Indexes to journal content are available:
Digitization by Stephen Mandrgoc, Spanish Colonial Research Center Fellow, 2016-2018
Current Issue: Second Series, Volume 2, Issue 4 (Fall 2014)
Fron the Editor's Desk
Founded in 1992, the Colonial Latin American Historical Review (CLAHR) is proud to present the Second Comprehensive lndex for volumes 11-17 of the First Series, representing the years 2002- 2008. During those years, CLAHR's staff edited 96 articles, 120 book reviews, and 325 book notes. The present Comprehensive lndex is designed as a finding aid for the many significant studies, individual contributors, topics, publications, and geographical references. Together with the first CLAHR Comprehensive Index that covered publications for volumes 1-10 during the period 1992-2001 the Second Comprehensive Index aims to facilitate accessibility to information found in CLAHR for researchers, students, and the general reader.
For 23 years, CLAHR owed its success to the support of our many authors, book reviewers, and, especially, peer reviewers who unselfishly gave of their time and expertise in assisting our editors. The many CLAHR supporters and subscribers deserve much credit for sustaining its publication. Similarly, CLAHR's international editorial board, whose members dedicated much time and energy toward collaborating, promoting, and participating in making CLAHR the top notch scholarly journal on Latin American colonial history, deserves much credit for their stellar dedication. Indeed, in that time, CLAHR has been one of the very few journals dedicated to Spanish colonial history and culture that has contributed toward a better understanding of our colonial heritage and culture shared throughout the Americas.

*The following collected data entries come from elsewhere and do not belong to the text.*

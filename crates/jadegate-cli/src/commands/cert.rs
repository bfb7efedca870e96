//! `jadegate cert list` — tabulate stored certificates.

use anyhow::Result;
use jadegate_config::Config;
use jadegate_trust::TrustStore;

use crate::theme::Theme;

fn risk_label(level: jadegate_trust::RiskLevel) -> &'static str {
    match level {
        jadegate_trust::RiskLevel::Low => "low",
        jadegate_trust::RiskLevel::Medium => "medium",
        jadegate_trust::RiskLevel::High => "high",
        jadegate_trust::RiskLevel::Critical => "critical",
        jadegate_trust::RiskLevel::Unknown => "unknown",
    }
}

pub(crate) fn list(config: &Config) -> Result<()> {
    let store = TrustStore::open(&config.trust_dir)?;
    let mut certs = store.list_all();
    certs.sort_by(|a, b| a.tool_id.cmp(&b.tool_id));

    if certs.is_empty() {
        println!(
            "{}",
            Theme::dimmed(&format!(
                "No certificates found in {}",
                config.trust_dir.display()
            ))
        );
        return Ok(());
    }

    println!(
        "{:<32} {:<10} {:<8} {:<8} {}",
        "TOOL ID", "RISK", "TRUST", "SIGNED", "LAST SEEN"
    );
    for cert in &certs {
        println!(
            "{:<32} {:<10} {:<8.2} {:<8} {}",
            cert.tool_id,
            risk_label(cert.risk_profile.level),
            cert.trust_score,
            if cert.signature.is_empty() { "no" } else { "yes" },
            cert.last_seen.format("%Y-%m-%d %H:%M"),
        );
    }

    Ok(())
}
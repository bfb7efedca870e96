//! [`ToolCallInterceptor`]: the ordered pre-call evaluation pipeline and
//! its post-call bookkeeping.

use chrono::{DateTime, Utc};
use jadegate_breaker::CircuitBreaker;
use jadegate_dag::{DagNode, DynamicDag, RiskLevel, Severity};
use jadegate_policy::Policy;
use serde::{Deserialize, Serialize};
use serde_json::Value;

use crate::scan::{sanitize_params, scan_dangerous_patterns, scan_domains, scan_file_paths};
use crate::types::{InterceptResult, Verdict};

/// One audit-log entry. Recorded at `before_call` and patched in place by
/// the matching `after_call`. Serializable so a caller can persist it to
/// the optional append-only audit log file, one JSON object per line.
#[derive(Debug, Clone, Serialize, Deserialize)]
pub struct AuditEntry {
    /// The call this entry describes.
    pub call_id: jadegate_dag::CallId,
    /// Tool name as invoked.
    pub tool_name: String,
    /// Parameter keys only — never the values, to keep the audit log safe
    /// to persist or display.
    pub params_keys: Vec<String>,
    /// The verdict reached at `before_call` time.
    pub verdict: Verdict,
    /// Every reason behind that verdict.
    pub reasons: Vec<String>,
    /// When `before_call` ran.
    pub timestamp: DateTime<Utc>,
    /// Filled in by `after_call`, if it was ever reported.
    pub success: Option<bool>,
    /// Filled in by `after_call`, if a failure message was given.
    pub error: Option<String>,
}

/// The gatekeeper. Every tool call passes through `before_call` before it
/// may execute, and the result of actually running it is reported back
/// through `after_call`.
pub struct ToolCallInterceptor {
    policy: Policy,
    dag: DynamicDag,
    breaker: CircuitBreaker,
    audit_log: Vec<AuditEntry>,
}

impl ToolCallInterceptor {
    /// Build an interceptor around an already-configured policy, call
    /// graph, and circuit breaker.
    #[must_use]
    pub fn new(policy: Policy, dag: DynamicDag, breaker: CircuitBreaker) -> Self {
        Self {
            policy,
            dag,
            breaker,
            audit_log: Vec::new(),
        }
    }

    /// The policy this interceptor is enforcing.
    #[must_use]
    pub fn policy(&self) -> &Policy {
        &self.policy
    }

    /// The call graph this interceptor is building.
    #[must_use]
    pub fn dag(&self) -> &DynamicDag {
        &self.dag
    }

    /// The circuit breaker this interceptor is consulting.
    #[must_use]
    pub fn breaker(&self) -> &CircuitBreaker {
        &self.breaker
    }

    /// Mutable access to the circuit breaker, for callers that need to
    /// read a status snapshot (which lazily promotes cooled-down `Open`
    /// breakers to `HalfOpen`) without going through `before_call`.
    pub fn breaker_mut(&mut self) -> &mut CircuitBreaker {
        &mut self.breaker
    }

    /// A read-only view of every audit-log entry recorded so far. Empty
    /// if `Policy::enable_audit_log` is `false`.
    #[must_use]
    pub fn audit_log(&self) -> &[AuditEntry] {
        &self.audit_log
    }

    /// Evaluate a tool call before it executes.
    ///
    /// Runs, in order: the circuit-breaker gate (an open breaker denies
    /// immediately and never reaches the DAG), the blocked-action check,
    /// the approval-required check, the dangerous-pattern parameter scan,
    /// the network-domain scan, the file-path scan, the DAG append (which
    /// always happens once the breaker gate has passed, regardless of the
    /// verdict so far, so the graph's anomaly detectors see every call),
    /// and finally an anomaly-driven verdict escalation that only fires
    /// while the verdict is still `Allow`.
    pub fn before_call(&mut self, tool_name: &str, params: &Value) -> InterceptResult {
        let call_id = jadegate_dag::CallId::new();
        let mut reasons = Vec::new();
        let mut verdict = Verdict::Allow;
        let mut risk_level = RiskLevel::Low;

        // 1. Circuit breaker gate.
        if !self.breaker.can_call(tool_name) {
            reasons.push(format!("Circuit breaker OPEN for '{tool_name}'"));
            tracing::warn!(tool = %tool_name, %call_id, "call denied: circuit breaker open");
            self.log_audit(call_id, tool_name, params, Verdict::Deny, &reasons);
            return InterceptResult {
                verdict: Verdict::Deny,
                call_id,
                tool_name: tool_name.to_string(),
                reasons,
                anomalies: Vec::new(),
                risk_level: RiskLevel::High,
            };
        }

        // 2. Blocked actions.
        if self.policy.is_action_blocked(tool_name) {
            reasons.push(format!("Action '{tool_name}' is blocked by policy"));
            verdict = Verdict::Deny;
            risk_level = RiskLevel::High;
        }

        // 3. Human approval.
        if verdict == Verdict::Allow && self.policy.needs_approval(tool_name) {
            reasons.push(format!("Action '{tool_name}' requires human approval"));
            verdict = Verdict::NeedsApproval;
            risk_level = RiskLevel::Medium;
        }

        // 4. Parameter scanning.
        if verdict == Verdict::Allow
            && self.policy.enable_dangerous_pattern_scan
        {
            if let Some(reason) = scan_dangerous_patterns(params) {
                reasons.push(reason);
                verdict = Verdict::Deny;
                risk_level = RiskLevel::High;
            }
        }

        // 5. Network domain check.
        if verdict == Verdict::Allow {
            let domain_issues = scan_domains(params, &self.policy);
            if !domain_issues.is_empty() {
                reasons.extend(domain_issues);
                verdict = Verdict::Deny;
                risk_level = RiskLevel::High;
            }
        }

        // 6. File path check.
        if verdict == Verdict::Allow {
            let file_issues = scan_file_paths(params, &self.policy);
            if !file_issues.is_empty() {
                reasons.extend(file_issues);
                verdict = Verdict::Deny;
                risk_level = RiskLevel::High;
            }
        }

        // 7. DAG append: always happens once the breaker gate has passed,
        // so every detector sees every call regardless of verdict so far.
        let node = DagNode {
            call_id,
            ..DagNode::new(tool_name, sanitize_params(params), risk_level)
        };
        let anomalies = self.dag.add_call(node);

        // 8. Anomaly-driven escalation: only fires while still Allow, and
        // fires at most once (the first high-or-critical anomaly found).
        for anomaly in &anomalies {
            if verdict == Verdict::Allow
                && matches!(anomaly.severity, Severity::High | Severity::Critical)
            {
                verdict = Verdict::Deny;
                reasons.push(format!("Anomaly detected: {}", anomaly.message));
                risk_level = RiskLevel::High;
            }
        }

        self.log_audit(call_id, tool_name, params, verdict, &reasons);

        InterceptResult {
            verdict,
            call_id,
            tool_name: tool_name.to_string(),
            reasons,
            anomalies,
            risk_level,
        }
    }

    /// Report the outcome of a call previously admitted by `before_call`.
    /// Updates the DAG node's outcome (a no-op if the breaker gate
    /// short-circuited before the call reached the DAG), records the
    /// result against that tool's circuit breaker, and patches the
    /// matching audit-log entry in place.
    pub fn after_call(
        &mut self,
        call_id: jadegate_dag::CallId,
        tool_name: &str,
        success: bool,
        duration_ms: f64,
        error_message: Option<&str>,
    ) {
        self.dag.update_call(call_id, success, duration_ms);

        if success {
            self.breaker.record_success(tool_name);
        } else {
            self.breaker.record_failure(tool_name);
        }

        if let Some(entry) = self
            .audit_log
            .iter_mut()
            .rev()
            .find(|e| e.call_id == call_id)
        {
            entry.success = Some(success);
            entry.error = error_message.map(str::to_string);
        }
    }

    fn log_audit(
        &mut self,
        call_id: jadegate_dag::CallId,
        tool_name: &str,
        params: &Value,
        verdict: Verdict,
        reasons: &[String],
    ) {
        if !self.policy.enable_audit_log {
            return;
        }
        let params_keys = match params {
            Value::Object(map) => map.keys().cloned().collect(),
            _ => Vec::new(),
        };
        self.audit_log.push(AuditEntry {
            call_id,
            tool_name: tool_name.to_string(),
            params_keys,
            verdict,
            reasons: reasons.to_vec(),
            timestamp: Utc::now(),
            success: None,
            error: None,
        });
    }
}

Although CLAHR ceased publication in 2015, those who contributed to its successes know that they inspired a resurgence of interest in colonial studies. Future plans discussed include the possibility of digitizing the entire 23-year run of CLAHR for future use by students, researchers, and the general reader. It is our hope that CLAHR will, in that way, continue to be an inspiration to future researchers and writers of our Latin American colonial past and its heritage.